* _Task goal_: Repeat only the lines below from the one containing "pub struct Relevance" through the one containing "#[derive(Debug, Clone, Copy, PartialEq, Eq, Serialize)]", inclusive, exactly as written.

* _Extracted information_:
══════════
use std::time::Duration;

use async_trait::async_trait;

use crate::domain::DomainError;

/// Trait for HTTP client operations (for mocking)
#[async_trait]
pub trait HttpClientTrait: Send + Sync + std::fmt::Debug {
    async fn post_json(
        &self,
        url: &str,
        headers: Vec<(&str, &str)>,
        body: &serde_json::Value,
    ) -> Result<serde_json::Value, DomainError>;
}

/// Real HTTP client using reqwest
#[derive(Debug, Clone)]
pub struct HttpClient {
    client: reqwest::Client,
}

impl HttpClient {
    pub fn new() -> Self {
        Self {
            client: reqwest::Client::new(),
        }
    }

    /// Client whose requests are cancelled after `timeout`
    pub fn with_timeout(timeout: Duration) -> Result<Self, DomainError> {
        let client = reqwest::Client::builder()
            .timeout(timeout)
            .build()
            .map_err(|e| DomainError::configuration(format!("Failed to build HTTP client: {}", e)))?;

        Ok(Self { client })
    }
}

impl Default for HttpClient {
    fn default() -> Self {
        Self::new()
    }
}

#[async_trait]
impl HttpClientTrait for HttpClient {
    async fn post_json(
        &self,
        url: &str,
        headers: Vec<(&str, &str)>,
        body: &serde_json::Value,
    ) -> Result<serde_json::Value, DomainError> {
        let mut request = self.client.post(url);

        for (key, value) in headers {
            request = request.header(key, value);
        }

        let response = request.json(body).send().await.map_err(|e| {
            let kind = if e.is_timeout() { "Request timed out" } else { "Request failed" };
            DomainError::provider("http", format!("{}: {}", kind, e))
        })?;

        if !response.status().is_success() {
            let status = response.status();
            let error_body = response.text().await.unwrap_or_default();
            return Err(DomainError::provider(
                "http",
                format!("HTTP {}: {}", status, error_body),
            ));
        }

        response
            .json()
            .await
            .map_err(|e| DomainError::provider("http", format!("Failed to parse response: {}", e)))
    }
}
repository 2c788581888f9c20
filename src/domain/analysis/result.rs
//! Result of an analysis run

use chrono::{DateTime, Utc};
use serde::Serialize;
use uuid::Uuid;

use crate::domain::ranking::ScoredLogEntry;
use crate::domain::usage::CostRecord;

/// LLM judgement of one log entry
#[derive(Debug, Clone, PartialEq, Serialize)]
pub struct Relevance {
    /// In [0, 1]
    pub score: f64,
    pub reason: String,
}

/// A ranked entry that was sent to the LLM, with its judgement
#[derive(Debug, Clone)]
pub struct AnalyzedLogEntry {
    pub entry: ScoredLogEntry,
    pub relevance: Relevance,
}

/// A ranked entry returned to the caller, annotated when the LLM saw it
#[derive(Debug, Clone)]
pub struct FilteredLog {
    pub entry: ScoredLogEntry,
    pub relevance: Option<Relevance>,
}

#[derive(Debug, Clone, Copy, PartialEq, Eq, Serialize)]
#[serde(rename_all = "snake_case")]
pub enum AnalysisStatus {
    Completed,
    /// Ranking succeeded but the LLM stage did not produce a usable analysis
    Degraded,
}

impl AnalysisStatus {
    pub fn as_str(&self) -> &'static str {
        match self {
            Self::Completed => "completed",
            Self::Degraded => "degraded",
        }
    }
}

#[derive(Debug, Clone, Copy, Default, PartialEq, Serialize)]
pub struct StageTimings {
    pub embedding_filter_ms: u64,
    pub llm_analysis_ms: u64,
    pub total_ms: u64,
}

#[derive(Debug, Clone)]
pub struct AnalysisResult {
    pub analysis_id: Uuid,
    pub prompt: String,
    pub total_logs_processed: usize,
    pub skipped_records: usize,
    pub filtered_logs: Vec<FilteredLog>,
    pub highlighted_logs: Vec<AnalyzedLogEntry>,
    pub cost: CostRecord,
    pub analysis_summary: String,
    pub status: AnalysisStatus,
    pub timings: StageTimings,
    pub analyzed_at: DateTime<Utc>,
}

impl AnalysisResult {
    pub fn is_degraded(&self) -> bool {
        self.status == AnalysisStatus::Degraded
    }
}
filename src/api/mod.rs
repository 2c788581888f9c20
//! API layer - HTTP endpoints and middleware

pub mod health;
pub mod middleware;
pub mod router;
pub mod state;
pub mod types;
pub mod v1;

pub use router::create_router;
pub use state::AppState;
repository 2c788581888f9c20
use serde::{Deserialize, Serialize};

use super::Message;

/// JSON schema attached to a structured-output request
#[derive(Debug, Clone, PartialEq, Serialize, Deserialize)]
pub struct LlmJsonSchema {
    pub name: String,
    #[serde(default)]
    pub strict: bool,
    pub schema: serde_json::Value,
}

/// Output format requested from the model
#[derive(Debug, Clone, PartialEq, Serialize, Deserialize)]
#[serde(tag = "type", rename_all = "snake_case")]
pub enum LlmResponseFormat {
    Text,
    JsonObject,
    JsonSchema { json_schema: LlmJsonSchema },
}

impl LlmResponseFormat {
    /// Strict JSON schema output
    pub fn strict_schema(name: impl Into<String>, schema: serde_json::Value) -> Self {
        Self::JsonSchema {
            json_schema: LlmJsonSchema {
                name: name.into(),
                strict: true,
                schema,
            },
        }
    }
}

/// Parameters for LLM generation
#[derive(Debug, Clone, Serialize, Deserialize)]
pub struct LlmRequest {
    pub messages: Vec<Message>,
    #[serde(skip_serializing_if = "Option::is_none")]
    pub temperature: Option<f32>,
    #[serde(skip_serializing_if = "Option::is_none")]
    pub max_tokens: Option<u32>,
    #[serde(skip_serializing_if = "Option::is_none")]
    pub response_format: Option<LlmResponseFormat>,
}

impl LlmRequest {
    pub fn new(messages: Vec<Message>) -> Self {
        Self {
            messages,
            temperature: None,
            max_tokens: None,
            response_format: None,
        }
    }

    pub fn builder() -> LlmRequestBuilder {
        LlmRequestBuilder::new()
    }

    /// Concatenated text of every message, used for token estimates
    pub fn prompt_text(&self) -> String {
        self.messages
            .iter()
            .filter_map(|m| m.content_text())
            .collect::<Vec<_>>()
            .join("\n")
    }
}

/// Builder for LlmRequest
#[derive(Debug, Default)]
pub struct LlmRequestBuilder {
    messages: Vec<Message>,
    temperature: Option<f32>,
    max_tokens: Option<u32>,
    response_format: Option<LlmResponseFormat>,
}

impl LlmRequestBuilder {
    pub fn new() -> Self {
        Self::default()
    }

    pub fn message(mut self, message: Message) -> Self {
        self.messages.push(message);
        self
    }

    pub fn system(self, content: impl Into<String>) -> Self {
        self.message(Message::system(content))
    }

    pub fn user(self, content: impl Into<String>) -> Self {
        self.message(Message::user(content))
    }

    pub fn temperature(mut self, temp: f32) -> Self {
        self.temperature = Some(temp);
        self
    }

    pub fn max_tokens(mut self, tokens: u32) -> Self {
        self.max_tokens = Some(tokens);
        self
    }

    pub fn response_format(mut self, format: LlmResponseFormat) -> Self {
        self.response_format = Some(format);
        self
    }

    pub fn build(self) -> LlmRequest {
        LlmRequest {
            messages: self.messages,
            temperature: self.temperature,
            max_tokens: self.max_tokens,
            response_format: self.response_format,
        }
    }
}
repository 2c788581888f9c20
use thiserror::Error;

/// Core domain errors raised by providers and adapters
#[derive(Debug, Error)]
pub enum DomainError {
    #[error("Validation error: {message}")]
    Validation { message: String },

    #[error("Provider error: {provider} - {message}")]
    Provider { provider: String, message: String },

    #[error("Configuration error: {message}")]
    Configuration { message: String },

    #[error("Internal error: {message}")]
    Internal { message: String },
}

impl DomainError {
    pub fn validation(message: impl Into<String>) -> Self {
        Self::Validation {
            message: message.into(),
        }
    }

    pub fn provider(provider: impl Into<String>, message: impl Into<String>) -> Self {
        Self::Provider {
            provider: provider.into(),
            message: message.into(),
        }
    }

    pub fn configuration(message: impl Into<String>) -> Self {
        Self::Configuration {
            message: message.into(),
        }
    }

    pub fn internal(message: impl Into<String>) -> Self {
        Self::Internal {
            message: message.into(),
        }
    }
}
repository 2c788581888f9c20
//! Application configuration

mod app_config;

pub use app_config::{
    AnalysisConfig, AppConfig, LogFormat, LoggingConfig, MetricsConfig, OpenAiConfig,
    PricingOverride, ServerConfig,
};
══════════
* _Output_:
pub struct Relevance {
    /// In [0, 1]
    pub score: f64,
    pub reason: String,
}

/// A ranked entry that was sent to the LLM, with its judgement
#[derive(Debug, Clone)]
pub struct AnalyzedLogEntry {
    pub entry: ScoredLogEntry,
    pub relevance: Relevance,
}

/// A ranked entry returned to the caller, annotated when the LLM saw it
#[derive(Debug, Clone)]
pub struct FilteredLog {
    pub entry: ScoredLogEntry,
    pub relevance: Option<Relevance>,
}

#[derive(Debug, Clone, Copy, PartialEq, Eq, Serialize)]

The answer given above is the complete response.